L’architecte a travaillé avec l’aide d’horticulteurs et de botanistes et le choix des plantes et des arbres à élever le long de la tour et sur les balcons n’a pas été le travail le plus facile. Il a fallu choisir des arbres qui soient adaptés à chaque façade des tours, certains résistant mieux à un ensoleillement constant en étant orientés au sud, d’autres survivant sans soleil direct et prenant place sur les façades nord. Les arbres ont alors été sélectionnés pour être installés. Ils ont d’abord poussé sur la terre ferme mais de manière particulière, les racines taillées de sorte qu’ils puissent être transportables et enroulées d’un genre de film géotextile très épais conçu avec des bulles percées pour que l’eau et l’air puissent être captés. Ils y sont restés plusieurs années avant d’être transplantés sur les balcons des immeubles. Il fallait être sûr qu’ils résisteraient. Selon l’architecte Stefano Beori, le moment le plus délicat de la construction fut le transport des arbres dont il fallait prendre grand soin. Les arbres sont pleins de vie, dit-il. Dans de vastes pots, disposés sur des balcons en quinconce, ils ont été installés dans une terre spéciale, qui est un mélange de matières organiques, de sable et de terre. 9000 coccinelles ont immédiatement été déposées pour lutter contre les parasites. Le but du projet est de créer un véritable écosystème au cœur d’une des villes les plus polluées d’Europe.

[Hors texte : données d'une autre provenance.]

//! HTTP executor and streaming connection tests against a mock server.

#![allow(clippy::unwrap_used, clippy::expect_used)]

use std::time::Duration;

use futures::StreamExt;
use mastodon_api::{
    Client, HttpExecutor, Method, Params, RequestExecutor, StatusParams, StreamingClient,
    Timeline,
};
use mastodon_common::{ClientError, Config, EntityId};
use mastodon_core::{DeletedStatus, StreamEvent, dispatch};
use serde_json::json;
use tokio::{
    io::{AsyncReadExt, AsyncWriteExt},
    net::TcpListener,
    sync::oneshot,
};
use wiremock::{
    Mock, MockServer, ResponseTemplate,
    matchers::{body_string, header, method, path, query_param},
};

fn test_config(mock_server: &MockServer) -> Config {
    let mut config = Config::new(mock_server.uri());
    config.instance.access_token = Some("test_token".into());
    config
}

#[tokio::test]
async fn test_get_sends_query_and_bearer_token() {
    let mock_server = MockServer::start().await;

    Mock::given(method("GET"))
        .and(path("/api/v1/accounts/1/statuses"))
        .and(query_param("limit", "5"))
        .and(header("Authorization", "Bearer test_token"))
        .respond_with(ResponseTemplate::new(200).set_body_json(json!([
            { "id": "2", "content": "second" },
            { "id": "1", "content": "first" }
        ])))
        .expect(1)
        .mount(&mock_server)
        .await;

    let client = Client::new(&test_config(&mock_server)).unwrap();
    let statuses = client
        .statuses(1_u64, Params::new().with("limit", 5_u32))
        .await
        .unwrap();

    assert_eq!(statuses.len(), 2);
    assert_eq!(statuses[0].content, "second");
}

#[tokio::test]
async fn test_post_sends_form_body() {
    let mock_server = MockServer::start().await;

    Mock::given(method("POST"))
        .and(path("/api/v1/statuses"))
        .and(body_string(
            "media_ids%5B%5D=1&media_ids%5B%5D=2&status=hello+world",
        ))
        .respond_with(ResponseTemplate::new(200).set_body_json(json!({
            "id": "10",
            "content": "<p>hello world</p>"
        })))
        .expect(1)
        .mount(&mock_server)
        .await;

    let client = Client::new(&test_config(&mock_server)).unwrap();
    let options = Params::new().with("media_ids", vec![1_u64, 2]);
    let status = client
        .create_status("hello world", StatusParams::from(options))
        .await
        .unwrap();

    assert_eq!(status.id, EntityId::from(10_u64));
}

#[tokio::test]
async fn test_empty_body_is_absent_response() {
    let mock_server = MockServer::start().await;

    Mock::given(method("DELETE"))
        .and(path("/api/v1/statuses/3"))
        .respond_with(ResponseTemplate::new(200))
        .mount(&mock_server)
        .await;

    let executor = HttpExecutor::new(&test_config(&mock_server)).unwrap();
    let response = executor
        .perform(Method::DELETE, "/api/v1/statuses/3", &Params::new())
        .await
        .unwrap();
    assert!(response.is_none());

    let client = Client::new(&test_config(&mock_server)).unwrap();
    assert!(!client.destroy_status(3_u64).await.unwrap());
}

#[tokio::test]
async fn test_slash_in_id_stays_in_one_segment() {
    let mock_server = MockServer::start().await;

    Mock::given(method("DELETE"))
        .respond_with(ResponseTemplate::new(200).set_body_json(json!({})))
        .mount(&mock_server)
        .await;

    let client = Client::new(&test_config(&mock_server)).unwrap();
    assert!(client.destroy_status("1/favourite").await.unwrap());

    let requests = mock_server.received_requests().await.unwrap();
    assert_eq!(requests.len(), 1);
    assert_eq!(requests[0].url.path(), "/api/v1/statuses/1%2Ffavourite");
}

#[tokio::test]
async fn test_error_status_is_api_error() {
    let mock_server = MockServer::start().await;

    Mock::given(method("GET"))
        .and(path("/api/v1/statuses/404"))
        .respond_with(
            ResponseTemplate::new(404).set_body_json(json!({ "error": "Record not found" })),
        )
        .mount(&mock_server)
        .await;

    let client = Client::new(&test_config(&mock_server)).unwrap();
    let err = client.status(404_u64).await.unwrap_err();

    match err {
        ClientError::Api { status, body } => {
            assert_eq!(status, 404);
            assert!(body.contains("Record not found"));
        }
        other => panic!("expected API error, got {other:?}"),
    }
}

#[tokio::test]
async fn test_invalid_json_is_decode_error() {
    let mock_server = MockServer::start().await;

    Mock::given(method("POST"))
        .and(path("/api/v1/statuses/1/favourite"))
        .respond_with(ResponseTemplate::new(200).set_body_string("<html>oops</html>"))
        .mount(&mock_server)
        .await;

    let client = Client::new(&test_config(&mock_server)).unwrap();
    let err = client.favourite(1_u64).await.unwrap_err();
    assert!(matches!(err, ClientError::Decode(_)));
}

#[tokio::test]
async fn test_stream_end_to_end() {
    let mock_server = MockServer::start().await;

    let body = concat!(
        ":thump\n\n",
        "event: update\n",
        "data: {\"id\":\"1\",\"content\":\"hi\"}\n\n",
        "event: delete\n",
        "data: 1\n\n",
        "event: filters_changed\n",
        "data: {}\n\n",
        "event: notification\n",
        "data: {\"id\":\"5\",\"type\":\"reblog\"}\n\n",
    );

    Mock::given(method("GET"))
        .and(path("/api/v1/streaming/hashtag"))
        .and(query_param("tag", "rust"))
        .respond_with(ResponseTemplate::new(200).set_body_raw(body, "text/event-stream"))
        .mount(&mock_server)
        .await;

    let streaming = StreamingClient::new(&test_config(&mock_server)).unwrap();
    let messages = streaming
        .connect(&Timeline::Hashtag("rust".into()))
        .await
        .unwrap();

    let mut events = Vec::new();
    let summary = dispatch(messages, |event| events.push(event)).await;

    assert_eq!(summary.recognized, 3);
    assert_eq!(summary.unrecognized, 1);
    assert!(matches!(&events[0], StreamEvent::Update(s) if s.content == "hi"));
    assert_eq!(events[1], StreamEvent::Delete(DeletedStatus::new(1_u64)));
    assert!(matches!(&events[2], StreamEvent::Unrecognized { tag } if tag == "filters_changed"));
    assert!(matches!(&events[3], StreamEvent::Notification(_)));
}

#[tokio::test]
async fn test_stream_rejected() {
    let mock_server = MockServer::start().await;

    Mock::given(method("GET"))
        .and(path("/api/v1/streaming/user"))
        .respond_with(ResponseTemplate::new(401).set_body_json(json!({
            "error": "The access token is invalid"
        })))
        .mount(&mock_server)
        .await;

    let streaming = StreamingClient::new(&test_config(&mock_server)).unwrap();
    let err = streaming.connect(&Timeline::User).await.unwrap_err();
    assert_eq!(err.status(), Some(401));
    assert!(err.is_client_error());
}

#[tokio::test]
async fn test_stream_items_arrive_in_order() {
    let mock_server = MockServer::start().await;

    let body: String = (1..=20)
        .map(|i| format!("event: delete\ndata: {i}\n\n"))
        .collect();

    Mock::given(method("GET"))
        .and(path("/api/v1/streaming/public"))
        .respond_with(ResponseTemplate::new(200).set_body_raw(body, "text/event-stream"))
        .mount(&mock_server)
        .await;

    let streaming = StreamingClient::new(&test_config(&mock_server)).unwrap();
    let messages: Vec<_> = streaming
        .connect(&Timeline::Public)
        .await
        .unwrap()
        .collect()
        .await;

    let ids: Vec<_> = messages.iter().map(|m| m.payload.clone()).collect();
    assert_eq!(ids, (1..=20).map(|i| json!(i)).collect::<Vec<_>>());
}

/// Serve one streaming response that only ever sends heartbeats, and report
/// when the client hangs up.
async fn heartbeat_server() -> (String, oneshot::Receiver<()>) {
    let listener = TcpListener::bind("127.0.0.1:0").await.unwrap();
    let addr = listener.local_addr().unwrap();
    let (closed_tx, closed_rx) = oneshot::channel();

    tokio::spawn(async move {
        let (socket, _) = listener.accept().await.unwrap();
        let (mut reader, mut writer) = socket.into_split();

        let mut request = Vec::new();
        let mut buf = [0_u8; 1024];
        while !request.windows(4).any(|w| w == b"\r\n\r\n") {
            let n = reader.read(&mut buf).await.unwrap();
            assert!(n > 0, "client hung up before sending a request");
            request.extend_from_slice(&buf[..n]);
        }

        writer
            .write_all(
                b"HTTP/1.1 200 OK\r\ncontent-type: text/event-stream\r\nconnection: close\r\n\r\n",
            )
            .await
            .unwrap();

        let mut heartbeat = tokio::time::interval(Duration::from_millis(20));
        loop {
            tokio::select! {
                _ = heartbeat.tick() => {
                    if writer.write_all(b":thump\n\n").await.is_err() {
                        break;
                    }
                }
                read = reader.read(&mut buf) => {
                    if matches!(read, Ok(0) | Err(_)) {
                        break;
                    }
                }
            }
        }
        let _ = closed_tx.send(());
    });

    (format!("http://{addr}"), closed_rx)
}

#[tokio::test]
async fn test_dropping_stream_closes_quiet_connection() {
    let (base_url, closed) = heartbeat_server().await;

    let streaming = StreamingClient::new(&Config::new(base_url)).unwrap();
    let mut messages = streaming.connect(&Timeline::Public).await.unwrap();

    // Heartbeats never surface as messages.
    let next = tokio::time::timeout(Duration::from_millis(100), messages.next()).await;
    assert!(next.is_err());

    drop(messages);

    tokio::time::timeout(Duration::from_secs(5), closed)
        .await
        .expect("connection still open after the stream was dropped")
        .unwrap();
}
//! Server-Sent Events framing for the streaming API.
//!
//! The streaming endpoints emit frames such as
//!
//! ```text
//! event: update
//! data: {"id":"1","content":"hi"}
//!
//! :thump
//!
//! event: delete
//! data: 1
//! ```
//!
//! [`SseDecoder`] turns arbitrary byte chunks into [`RawMessage`]s.

use mastodon_core::RawMessage;
use serde_json::Value;
use tracing::warn;

/// Tag used for frames that carry no `event:` line.
pub const DEFAULT_EVENT: &str = "message";

/// Longest line the decoder will buffer, in bytes.
pub const MAX_LINE_LEN: usize = 1024 * 1024;

/// Incremental SSE frame decoder.
///
/// A line longer than the limit is dropped together with the rest of its
/// frame, and the buffer never holds more than the limit.
#[derive(Debug)]
pub struct SseDecoder {
    buffer: Vec<u8>,
    event: Option<String>,
    data: Vec<String>,
    max_line: usize,
    // Rest of an oversized line is still arriving.
    discarding_line: bool,
    // Frame lost a line; drop it at the next blank line.
    skipping_frame: bool,
}

impl Default for SseDecoder {
    fn default() -> Self {
        Self::with_max_line(MAX_LINE_LEN)
    }
}

impl SseDecoder {
    /// Create an empty decoder.
    #[must_use]
    pub fn new() -> Self {
        Self::default()
    }

    /// Create a decoder with a custom line length limit.
    #[must_use]
    pub const fn with_max_line(max_line: usize) -> Self {
        Self {
            buffer: Vec::new(),
            event: None,
            data: Vec::new(),
            max_line,
            discarding_line: false,
            skipping_frame: false,
        }
    }

    /// Feed a chunk and return every frame it completes.
    ///
    /// Partial lines and partial frames are kept until a later chunk finishes them.
    pub fn push(&mut self, chunk: &[u8]) -> Vec<RawMessage> {
        self.buffer.extend_from_slice(chunk);

        let mut messages = Vec::new();
        while let Some(newline_pos) = self.buffer.iter().position(|&b| b == b'\n') {
            let line: Vec<u8> = self.buffer.drain(..=newline_pos).collect();
            if std::mem::take(&mut self.discarding_line) {
                continue;
            }
            if line.len() > self.max_line {
                self.drop_frame(line.len());
                continue;
            }

            let line = String::from_utf8_lossy(&line);
            let line = line.trim_end_matches(['\n', '\r']);

            if line.is_empty() {
                if let Some(message) = self.take_frame() {
                    messages.push(message);
                }
            } else if !self.skipping_frame {
                self.field(line);
            }
        }

        if self.discarding_line {
            self.buffer.clear();
        } else if self.buffer.len() > self.max_line {
            self.drop_frame(self.buffer.len());
            self.buffer.clear();
            self.discarding_line = true;
        }
        messages
    }

    /// Flush a trailing frame that was not terminated by a blank line.
    pub fn finish(&mut self) -> Option<RawMessage> {
        self.discarding_line = false;
        if !self.buffer.is_empty() {
            let rest = std::mem::take(&mut self.buffer);
            let line = String::from_utf8_lossy(&rest);
            let line = line.trim_end_matches('\r');
            if !line.is_empty() && !self.skipping_frame {
                self.field(line);
            }
        }
        self.take_frame()
    }

    fn drop_frame(&mut self, len: usize) {
        warn!(len, limit = self.max_line, "Dropping stream frame with oversized line");
        self.event = None;
        self.data.clear();
        self.skipping_frame = true;
    }

    fn field(&mut self, line: &str) {
        // Comment lines are heartbeats.
        if line.starts_with(':') {
            return;
        }

        let (name, value) = match line.split_once(':') {
            Some((name, value)) => (name, value.strip_prefix(' ').unwrap_or(value)),
            None => (line, ""),
        };

        match name {
            "event" => self.event = Some(value.to_string()),
            "data" => self.data.push(value.to_string()),
            _ => {}
        }
    }

    fn take_frame(&mut self) -> Option<RawMessage> {
        if std::mem::take(&mut self.skipping_frame) {
            return None;
        }
        let event = self.event.take();
        if self.data.is_empty() {
            return None;
        }

        let data = std::mem::take(&mut self.data).join("\n");
        let payload = serde_json::from_str(&data).unwrap_or(Value::String(data));
        Some(RawMessage::new(
            event.unwrap_or_else(|| DEFAULT_EVENT.to_string()),
            payload,
        ))
    }
}
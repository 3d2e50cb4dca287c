//! Stateless tag/payload resolution.

use serde::Serialize;
use serde_json::Value;

use super::kind::MessageKind;
use crate::entities::{DeletedStatus, Notification, Status};
use crate::hydrate::Hydrate;

/// One message as delivered by the streaming transport.
#[derive(Debug, Clone, PartialEq)]
pub struct RawMessage {
    /// Event tag, e.g. `update`.
    pub event: String,
    /// Payload, already parsed from the wire encoding.
    pub payload: Value,
}

impl RawMessage {
    /// Create a raw message.
    #[must_use]
    pub fn new(event: impl Into<String>, payload: Value) -> Self {
        Self {
            event: event.into(),
            payload,
        }
    }
}

/// A resolved streaming message.
#[derive(Debug, Clone, PartialEq, Serialize)]
#[serde(tag = "event", content = "payload", rename_all = "snake_case")]
pub enum StreamEvent {
    /// New or updated status.
    Update(Status),
    /// New notification.
    Notification(Notification),
    /// Deleted status.
    Delete(DeletedStatus),
    /// A tag not in the registry. Not an error: servers add new kinds over time.
    Unrecognized {
        /// The tag as received.
        tag: String,
    },
}

impl StreamEvent {
    /// Kind of this event, `None` when unrecognized.
    #[must_use]
    pub const fn kind(&self) -> Option<MessageKind> {
        match self {
            Self::Update(_) => Some(MessageKind::Update),
            Self::Notification(_) => Some(MessageKind::Notification),
            Self::Delete(_) => Some(MessageKind::Delete),
            Self::Unrecognized { .. } => None,
        }
    }

    /// Whether the tag was found in the registry.
    #[must_use]
    pub const fn is_recognized(&self) -> bool {
        self.kind().is_some()
    }
}

/// Classify one message and hydrate its entity.
///
/// Pure: no I/O, no logging, no shared state. Unknown tags resolve to
/// [`StreamEvent::Unrecognized`]; payloads for known tags are hydrated
/// leniently and never cause a failure.
#[must_use]
pub fn resolve(tag: &str, payload: Value) -> StreamEvent {
    classify(tag, &payload)
}

/// [`resolve`] taking ownership of a transport message, so an unrecognized
/// tag is moved into the event instead of copied.
#[must_use]
pub fn resolve_message(message: RawMessage) -> StreamEvent {
    classify(message.event, &message.payload)
}

fn classify<T>(tag: T, payload: &Value) -> StreamEvent
where
    T: AsRef<str> + Into<String>,
{
    match MessageKind::from_tag(tag.as_ref()) {
        Some(kind) => hydrate(kind, payload),
        None => StreamEvent::Unrecognized { tag: tag.into() },
    }
}

fn hydrate(kind: MessageKind, payload: &Value) -> StreamEvent {
    match kind {
        MessageKind::Update => StreamEvent::Update(Status::hydrate(payload)),
        MessageKind::Notification => StreamEvent::Notification(Notification::hydrate(payload)),
        MessageKind::Delete => StreamEvent::Delete(DeletedStatus::hydrate(payload)),
    }
}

Quels avantages apportent les arbres en ville ?
Vivre dans une tour qui est aussi une forêt présente de nombreux avantages. Outre le fait d’être dans un environnement vivant (et nous savons désormais quelles sont les qualités thérapeutiques des arbres), cela crée un microclimat. Les arbres permettent de réguler la température. Au plein de l’été, ils font de l’ombre ; en hiver, ils laissent passer la lumière en perdant leurs feuilles. Ils doivent être régulièrement taillés pour ne pas dépasser, selon leurs espèces, 3, 6, ou 9 mètres. 900 arbres, 5000 arbustes et 11 000 plantes couvrantes, c’est l’équivalent d’un hectare de végétation. C’est du CO2 capté et de l’oxygène rejeté. C’est aussi pour les habitants une protection contre les particules de poussière. Enfin, le système de filtration des eaux usées (ce qu’on appelle les eaux grises, passées dans l’évier et la douche), permet d’arroser les arbres et les plantes.
L’idée est venue à l’architecte alors qu’il était à Dubaï, voyant s’élever toutes ces tours en verre qui réfléchissent la chaleur. Aujourd’hui, de nombreux projets de ce type sont à l’étude, en Chine, en Belgique. Rappelons que c’est à Paris que l’architecte Edouard François créa, en premier, la Tower-Flower sur la Zac de la Porte d’Asnières. Mais il s’agissait essentiellement de bambous. Aujourd’hui, les gratte-ciel sont des forêts qui apportent la biodiversité dans les villes.